The provision states that Gomm will be paid one year's salary, plus 12 months of medical and life insurance coverage, if he is terminated without cause.
Gomm says his offer was not accepted and that he has been told the utility does not intend to honor the employment agreement.
"We've said if they're willing to honor the contract, we would probably just go ahead and remove the liability from the utility that I could have otherwise," he said Friday. "But unfortunately now the utility is saying they aren't planning on honoring their contract. If they're not willing to honor it, I'm not willing to settle."
Gomm says he was told the reason is that state law limits severance pay to less than one year. He said he is concerned because he signed the contract in good faith on May 11, 2007.
"It's just hard for me to believe that they could provide me a contract that I signed, and they come along and tell me that their own contract is unenforceable to get out of some obligation that they have," he said.
Municipal Utilities' attorney Paul Reuvers, a partner with the Iverson Reuvers law firm of Bloomington, said in an email to the Tribune that he could not comment.

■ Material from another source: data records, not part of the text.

//! Server configuration.
//!
//! Values are layered with the precedence env > YAML file > defaults. The
//! YAML file is optional and named by `CONFIG_FILE`:
//!
//! ```yaml
//! port: 3001
//! k6Binary: /usr/local/bin/k6
//! scriptDir: /var/tmp/perf-tester
//! runTimeout: 30m
//! rateLimit:
//!   max: 100
//!   window: 15m
//! ```

use serde::Deserialize;
use std::env;
use std::fmt;
use std::fs;
use std::net::{IpAddr, Ipv4Addr, SocketAddr};
use std::path::{Path, PathBuf};
use std::str::FromStr;
use std::time::Duration;
use thiserror::Error;
use tracing::info;

use crate::runner::RunnerConfig;
use crate::utils::parse_duration_string;

pub const DEFAULT_PORT: u16 = 3001;
pub const DEFAULT_MAX_BODY_BYTES: usize = 10 * 1024 * 1024;

#[derive(Error, Debug)]
pub enum ConfigError {
    #[error("Failed to read config file {path}: {source}")]
    FileRead {
        path: String,
        #[source]
        source: std::io::Error,
    },

    #[error("Failed to parse YAML: {0}")]
    YamlParse(#[from] serde_yaml::Error),

    #[error("Invalid value '{value}' for {key}: {message}")]
    InvalidValue {
        key: String,
        value: String,
        message: String,
    },
}

impl ConfigError {
    fn invalid(key: &str, value: &str, message: impl fmt::Display) -> Self {
        ConfigError::InvalidValue {
            key: key.to_string(),
            value: value.to_string(),
            message: message.to_string(),
        }
    }
}

#[derive(Debug, Clone, Copy, PartialEq, Eq, Default, Deserialize)]
#[serde(rename_all = "lowercase")]
pub enum LogFormat {
    #[default]
    Text,
    Json,
}

impl FromStr for LogFormat {
    type Err = String;

    fn from_str(s: &str) -> Result<Self, Self::Err> {
        match s.trim().to_lowercase().as_str() {
            "text" | "pretty" => Ok(LogFormat::Text),
            "json" => Ok(LogFormat::Json),
            other => Err(format!("unknown log format '{}', expected text or json", other)),
        }
    }
}

/// Runtime configuration for the API server.
#[derive(Debug, Clone, PartialEq)]
pub struct ServerConfig {
    pub bind_addr: IpAddr,
    pub port: u16,
    pub k6_binary: PathBuf,
    pub script_dir: PathBuf,
    pub run_timeout: Option<Duration>,
    /// Requests allowed per client IP and window on `/api` routes; 0 disables the limit.
    pub rate_limit_max: u32,
    pub rate_limit_window: Duration,
    pub max_body_bytes: usize,
    pub use_mock_metrics: bool,
    pub mock_delay: Duration,
    pub log_format: LogFormat,
}

impl Default for ServerConfig {
    fn default() -> Self {
        Self {
            bind_addr: IpAddr::V4(Ipv4Addr::UNSPECIFIED),
            port: DEFAULT_PORT,
            k6_binary: PathBuf::from("k6"),
            script_dir: PathBuf::from("temp"),
            run_timeout: None,
            rate_limit_max: 100,
            rate_limit_window: Duration::from_secs(15 * 60),
            max_body_bytes: DEFAULT_MAX_BODY_BYTES,
            use_mock_metrics: false,
            mock_delay: Duration::from_secs(3),
            log_format: LogFormat::Text,
        }
    }
}

/// Rate limit section of the YAML file.
#[derive(Debug, Clone, Default, Deserialize)]
#[serde(deny_unknown_fields)]
struct RateLimitFile {
    max: Option<u32>,
    window: Option<String>,
}

/// On-disk form of [`ServerConfig`]; every field is optional.
#[derive(Debug, Clone, Default, Deserialize)]
#[serde(rename_all = "camelCase", deny_unknown_fields)]
struct ServerConfigFile {
    bind_addr: Option<String>,
    port: Option<u16>,
    k6_binary: Option<PathBuf>,
    script_dir: Option<PathBuf>,
    run_timeout: Option<String>,
    rate_limit: Option<RateLimitFile>,
    max_body_bytes: Option<usize>,
    use_mock_metrics: Option<bool>,
    mock_delay: Option<String>,
    log_format: Option<LogFormat>,
}

impl ServerConfig {
    /// Loads the configuration: defaults, then `CONFIG_FILE` if set, then
    /// environment variables.
    pub fn from_env() -> Result<Self, ConfigError> {
        let mut config = match env::var("CONFIG_FILE") {
            Ok(path) if !path.trim().is_empty() => Self::from_yaml_file(path.trim())?,
            _ => Self::default(),
        };
        config.apply_env_overrides()?;
        Ok(config)
    }

    pub fn from_yaml_file(path: impl AsRef<Path>) -> Result<Self, ConfigError> {
        let path = path.as_ref();
        let content = fs::read_to_string(path).map_err(|source| ConfigError::FileRead {
            path: path.display().to_string(),
            source,
        })?;
        Self::from_yaml_str(&content)
    }

    pub fn from_yaml_str(content: &str) -> Result<Self, ConfigError> {
        let file: ServerConfigFile = serde_yaml::from_str(content)?;
        let mut config = Self::default();

        if let Some(addr) = file.bind_addr {
            config.bind_addr = parse_ip("bindAddr", &addr)?;
        }
        if let Some(port) = file.port {
            config.port = port;
        }
        if let Some(binary) = file.k6_binary {
            config.k6_binary = binary;
        }
        if let Some(dir) = file.script_dir {
            config.script_dir = dir;
        }
        if let Some(timeout) = file.run_timeout {
            config.run_timeout = parse_optional_duration("runTimeout", &timeout)?;
        }
        if let Some(rate_limit) = file.rate_limit {
            if let Some(max) = rate_limit.max {
                config.rate_limit_max = max;
            }
            if let Some(window) = rate_limit.window {
                config.rate_limit_window = parse_duration("rateLimit.window", &window)?;
            }
        }
        if let Some(bytes) = file.max_body_bytes {
            config.max_body_bytes = bytes;
        }
        if let Some(mock) = file.use_mock_metrics {
            config.use_mock_metrics = mock;
        }
        if let Some(delay) = file.mock_delay {
            config.mock_delay = parse_duration("mockDelay", &delay)?;
        }
        if let Some(format) = file.log_format {
            config.log_format = format;
        }

        config.check()?;
        Ok(config)
    }

    fn apply_env_overrides(&mut self) -> Result<(), ConfigError> {
        if let Some(addr) = env_value("BIND_ADDR") {
            self.bind_addr = parse_ip("BIND_ADDR", &addr)?;
        }
        if let Some(port) = env_value("PORT") {
            self.port = port
                .parse()
                .map_err(|e| ConfigError::invalid("PORT", &port, e))?;
        }
        if let Some(binary) = env_value("K6_BINARY") {
            self.k6_binary = PathBuf::from(binary);
        }
        if let Some(dir) = env_value("SCRIPT_DIR") {
            self.script_dir = PathBuf::from(dir);
        }
        if let Some(timeout) = env_value("RUN_TIMEOUT") {
            self.run_timeout = parse_optional_duration("RUN_TIMEOUT", &timeout)?;
        }
        if let Some(max) = env_value("RATE_LIMIT_MAX") {
            self.rate_limit_max = max
                .parse()
                .map_err(|e| ConfigError::invalid("RATE_LIMIT_MAX", &max, e))?;
        }
        if let Some(window) = env_value("RATE_LIMIT_WINDOW") {
            self.rate_limit_window = parse_duration("RATE_LIMIT_WINDOW", &window)?;
        }
        if let Some(bytes) = env_value("MAX_BODY_BYTES") {
            self.max_body_bytes = bytes
                .parse()
                .map_err(|e| ConfigError::invalid("MAX_BODY_BYTES", &bytes, e))?;
        }
        if let Some(mock) = env_value("USE_MOCK_METRICS") {
            self.use_mock_metrics = mock.to_lowercase() == "true";
        }
        if let Some(delay) = env_value("MOCK_DELAY") {
            self.mock_delay = parse_duration("MOCK_DELAY", &delay)?;
        }
        if let Some(format) = env_value("LOG_FORMAT") {
            self.log_format = format
                .parse()
                .map_err(|e: String| ConfigError::invalid("LOG_FORMAT", &format, e))?;
        }

        self.check()
    }

    fn check(&self) -> Result<(), ConfigError> {
        if self.rate_limit_max > 0 && self.rate_limit_window.is_zero() {
            return Err(ConfigError::invalid(
                "rate limit window",
                "0s",
                "must be positive when a rate limit is set",
            ));
        }
        if self.max_body_bytes == 0 {
            return Err(ConfigError::invalid(
                "max body bytes",
                "0",
                "must be positive",
            ));
        }
        Ok(())
    }

    pub fn socket_addr(&self) -> SocketAddr {
        SocketAddr::new(self.bind_addr, self.port)
    }

    pub fn runner_config(&self) -> RunnerConfig {
        RunnerConfig {
            k6_binary: self.k6_binary.clone(),
            script_dir: self.script_dir.clone(),
            timeout: self.run_timeout,
        }
    }

    /// Logs the effective configuration.
    pub fn log_summary(&self) {
        info!(
            addr = %self.socket_addr(),
            k6_binary = %self.k6_binary.display(),
            script_dir = %self.script_dir.display(),
            run_timeout = ?self.run_timeout,
            rate_limit_max = self.rate_limit_max,
            rate_limit_window = ?self.rate_limit_window,
            max_body_bytes = self.max_body_bytes,
            use_mock_metrics = self.use_mock_metrics,
            "Server configuration"
        );
    }
}

fn env_value(key: &str) -> Option<String> {
    env::var(key).ok().filter(|v| !v.trim().is_empty())
}

fn parse_ip(key: &str, value: &str) -> Result<IpAddr, ConfigError> {
    value
        .trim()
        .parse()
        .map_err(|e| ConfigError::invalid(key, value, e))
}

fn parse_duration(key: &str, value: &str) -> Result<Duration, ConfigError> {
    parse_duration_string(value).map_err(|e| ConfigError::invalid(key, value, e))
}

/// "0", "none" and "off" disable the setting.
fn parse_optional_duration(key: &str, value: &str) -> Result<Option<Duration>, ConfigError> {
    match value.trim().to_lowercase().as_str() {
        "0" | "none" | "off" => Ok(None),
        _ => parse_duration(key, value).map(|d| if d.is_zero() { None } else { Some(d) }),
    }
}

"Because there is an active investigation of Mr. Gomm, the Minnesota Government Data Practices Act prohibits me from discussing any employment issues related to him," Reuvers wrote.
Reuvers was assigned by the League of Minnesota Cities Insurance Trust to represent the utility. Reuvers said the Municipal Utilities Commission will consider the investigative report of Gomm at its Feb. 27 meeting.
Gomm believes there is nothing in the report that he would want to conceal, and he wants the public to have the facts and to know what happened.
Prior to the Dec. 12 meeting at which Gomm was placed on leave, Gomm met privately with Doug Lindblad, commission president at the time, and Dave Baker, commission vice president at that time. Gomm told the Tribune that Baker asked for Gomm's resignation and said things would get messy if he did not resign. Gomm refused.
Later at the meeting, the commission went into a closed meeting on a motion by Baker for "preliminary consideration of possible misconduct of a utility employee or employees." Under state statute, Gomm as the subject of the discussion should have been given the choice of having the discussion conducted in open session, but he was not.
The commission later reconvened in open session and, on a motion by Baker, approved placing Gomm on a 30-day administrative leave pending an investigation. Commissioners voting in favor of the motion were Baker, Lindblad, Marv Kray, Steve Salzer, Matt Schrupp and Dan Holtz. Voting against was Jerry Gesch.
Following that meeting, Baker told the West Central Tribune that newly appointed co-interim general managers Larry Heinen and Wes Hompe would serve until a new general manager was found after a three- to six-month search. The next day, Baker clarified his comments saying Gomm had not been terminated.
Baker has been acting as commission spokesman since December and was elected president of the commission for 2012.
Gomm's leave has been extended twice, most recently at a special meeting Feb. 10 when commissioners had expected to have a complete investigative report to review.
City Attorney Rich Ronning has told the Tribune that the accusations against Gomm are not public data under state statutes.
Gomm in several interviews with the Tribune has said he believes any complaints against him are the result of friction between himself and other longtime employees who resented his authority over them. Gomm also has raised concerns about micromanagement by some members of the Municipal Utilities Commission and has said he welcomes an investigation.
The League of Minnesota Cities Insurance Trust contacted the city on or about Dec. 16 -- the day the Tribune published the first story based on interviews with Gomm after his removal from duty -- and a claims manager there assigned the Iverson Reuvers law firm to represent the utility. Iverson Reuvers then retained the Quinlivan law firm of St. Cloud to conduct the independent investigation.
Gomm said he has a difficult time believing this whole situation.
"I really felt that I had a very good relationship with a majority of the employees and majority of the commission and City Council members. And now to see these types of actions, I really don't understand it," he said. "It's really concerning to me and disappointing that they're willing to do this type of action."